▶ _Exercise_: From the records that follow, give the number of lines that include the word "encoded", with no further words.

Dataset entries:
- - - - - - -

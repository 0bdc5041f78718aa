//! Payment signer (§4.5, §4.5') and facilitator settlement client (§4.6, §6.3).

pub mod error;
pub mod evm;
pub mod facilitator;
pub mod solana;

pub use error::PaymentsError;
pub use facilitator::{FacilitatorClient, FacilitatorSettleRequest, FacilitatorSettleResponse};

use stronghold_types::{Network, PaymentRequirements, X402Payload};

/// Signs `requirements` with the wallet's handle for the matching chain family
/// (§4.5 steps 1-6, §4.5' steps 1-4), without encoding it as a header yet. Exposed
/// separately from [`build_payment_header`] so callers that must persist the
/// signed payload for settlement (§4.6) don't have to decode it back out of the
/// header they just built.
pub async fn sign_payment(
    requirements: &PaymentRequirements,
    wallet: &Wallet,
) -> Result<X402Payload, PaymentsError> {
    let network: Network = requirements
        .network
        .parse()
        .map_err(|_| PaymentsError::UnsupportedNetwork(requirements.network.clone()))?;
    match network.family() {
        stronghold_types::network::NetworkFamily::Evm => {
            let signer = wallet
                .evm
                .as_ref()
                .ok_or(PaymentsError::NoWalletConfigured)?;
            evm::sign_payment(signer, network, requirements)
        }
        stronghold_types::network::NetworkFamily::Solana => {
            let signer = wallet
                .solana
                .as_ref()
                .ok_or(PaymentsError::NoWalletConfigured)?;
            solana::sign_payment(signer, network, requirements).await
        }
    }
}

/// Produces the base64 `x402;...` header value for `requirements`, dispatching to the
/// EVM or Solana signer per the network's chain family (§4.5 step 1, §4.5').
pub async fn build_payment_header(
    requirements: &PaymentRequirements,
    wallet: &Wallet,
) -> Result<String, PaymentsError> {
    let payload = sign_payment(requirements, wallet).await?;
    encode_header(&payload)
}

/// Wire format for the `X-Payment` header (§6.5): `x402;<base64(payload_json)>`.
pub fn encode_header(payload: &X402Payload) -> Result<String, PaymentsError> {
    let json = serde_json::to_vec(payload).map_err(PaymentsError::JsonEncode)?;
    let b64 = stronghold_types::util::Base64Bytes::encode(json);
    Ok(format!("x402;{b64}"))
}

/// Parses an `X-Payment` header value back into its payload (§6.5, §8 property 6).
pub fn parse_header(header: &str) -> Result<X402Payload, PaymentsError> {
    let (token, encoded) = header
        .split_once(';')
        .ok_or_else(|| PaymentsError::MalformedHeader("missing ';' separator".into()))?;
    if token != "x402" {
        return Err(PaymentsError::MalformedHeader(format!(
            "expected scheme token 'x402', got '{token}'"
        )));
    }
    let bytes = stronghold_types::util::Base64Bytes::from(encoded.as_bytes())
        .decode()
        .map_err(|e| PaymentsError::MalformedHeader(format!("invalid base64: {e}")))?;
    serde_json::from_slice(&bytes).map_err(PaymentsError::JsonDecode)
}

/// The wallet material loaded from the OS keyring (§1, §4.5, §4.5'; out of scope:
/// provisioning itself, only the signing handles are in this crate's purview).
#[derive(Clone)]
pub struct Wallet {
    pub evm: Option<evm::EvmSigner>,
    pub solana: Option<solana::SolanaSigner>,
}

#[cfg(test)]
mod tests {
    use super::*;

    #[test]
    fn header_roundtrips_arbitrary_payload() {
        let payload = X402Payload {
            network: "base-sepolia".into(),
            scheme: "exact".into(),
            payer: "0xabc".into(),
            receiver: "0xdef".into(),
            token_address: "0x036CbD53842c5426634e7929541eC2318f3dCF7e".into(),
            amount: "2000".into(),
            timestamp: 1_700_000_000,
            nonce: "0x00".repeat(32),
            signature: Some("0xsig".into()),
            transaction: None,
        };
        let header = encode_header(&payload).unwrap();
        assert!(header.starts_with("x402;"));
        let parsed = parse_header(&header).unwrap();
        assert_eq!(parsed, payload);
    }

    #[test]
    fn parse_header_rejects_wrong_scheme_token() {
        let err = parse_header("notx402;aGVsbG8=").unwrap_err();
        assert!(matches!(err, PaymentsError::MalformedHeader(_)));
    }
}
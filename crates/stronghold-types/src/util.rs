//! Base64 encoding/decoding for the `X-Payment` header wire format.

use base64::Engine;
use base64::engine::general_purpose::STANDARD as B64;
use std::borrow::Cow;
use std::fmt::Display;

/// A wrapper for base64-encoded byte data, used to carry the JSON-encoded
/// [`crate::X402Payload`] inside the `X-Payment` header.
#[derive(Debug, Clone, PartialEq, Eq)]
pub struct Base64Bytes<'a>(pub Cow<'a, [u8]>);

impl Base64Bytes<'_> {
    pub fn decode(&self) -> Result<Vec<u8>, base64::DecodeError> {
        B64.decode(&self.0)
    }

    pub fn encode<T: AsRef<[u8]>>(input: T) -> Base64Bytes<'static> {
        let encoded = B64.encode(input.as_ref());
        Base64Bytes(Cow::Owned(encoded.into_bytes()))
    }
}

impl AsRef<[u8]> for Base64Bytes<'_> {
    fn as_ref(&self) -> &[u8] {
        self.0.as_ref()
    }
}

impl<'a> From<&'a [u8]> for Base64Bytes<'a> {
    fn from(slice: &'a [u8]) -> Self {
        Base64Bytes(Cow::Borrowed(slice))
    }
}

impl Display for Base64Bytes<'_> {
    fn fmt(&self, f: &mut std::fmt::Formatter<'_>) -> std::fmt::Result {
        write!(f, "{}", String::from_utf8_lossy(self.0.as_ref()))
    }
}

#[cfg(test)]
mod tests {
    use super::*;

    #[test]
    fn roundtrips_arbitrary_bytes() {
        let encoded = Base64Bytes::encode(b"hello stronghold");
        assert_eq!(encoded.decode().unwrap(), b"hello stronghold");
    }
}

- - - - - - -

▶ _Written solution_: 7